**Try it**: Whichever lines include the word "scheduler", copy them as they appear in the data.

**Data records**:
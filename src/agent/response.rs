//! Provider request options and error types

use serde::{Deserialize, Serialize};
use thiserror::Error;

/// Error types for generation providers
#[derive(Debug, Clone, Error)]
pub enum ProviderError {
    #[error("Prompt blocked: {0}")]
    Blocked(String),

    #[error("Generation stopped early: {0}")]
    Incomplete(String),

    #[error("Empty response from model")]
    EmptyResponse,

    #[error("Transport error: {0}")]
    Transport(String),

    #[error("API error {status}: {message}")]
    Api { status: u16, message: String },

    #[error("Timeout after {0} seconds")]
    Timeout(u64),

    #[error("Provider not configured: {0}")]
    Configuration(String),

    #[error("Internal error: {0}")]
    Internal(String),
}

impl From<reqwest::Error> for ProviderError {
    fn from(err: reqwest::Error) -> Self {
        ProviderError::Transport(err.to_string())
    }
}

/// Per-request options passed to a provider
#[derive(Debug, Clone, PartialEq, Serialize, Deserialize)]
pub struct GenerationOptions {
    /// Model identifier, e.g. `gemini-2.5-pro-exp-03-25`
    pub model: String,

    /// Sampling temperature, provider default when unset
    #[serde(default, skip_serializing_if = "Option::is_none")]
    pub temperature: Option<f32>,
}

impl GenerationOptions {
    pub fn new(model: impl Into<String>) -> Self {
        Self {
            model: model.into(),
            temperature: None,
        }
    }

    pub fn with_temperature(mut self, temperature: f32) -> Self {
        self.temperature = Some(temperature);
        self
    }
}
//! Step generation pipeline

pub mod bootstrap;
pub mod engine;
pub mod generator;
pub mod materializer;
pub mod parser;
pub mod scheduler;

pub use bootstrap::{SpecBootstrapper, SpecDraft, SpecSource};
pub use engine::{set_config_value, EventHandler, PipelineEvent, RunOptions, StepPipeline};
pub use generator::{build_plan_prompt, PlanGenerator, PlanRequest};
pub use materializer::Materializer;
pub use parser::{parse_actions, ParsedPlan, PlanParser};
pub use scheduler::{truncate_content, ActionScheduler};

**Answer box**:
pub mod scheduler;
pub use scheduler::{truncate_content, ActionScheduler};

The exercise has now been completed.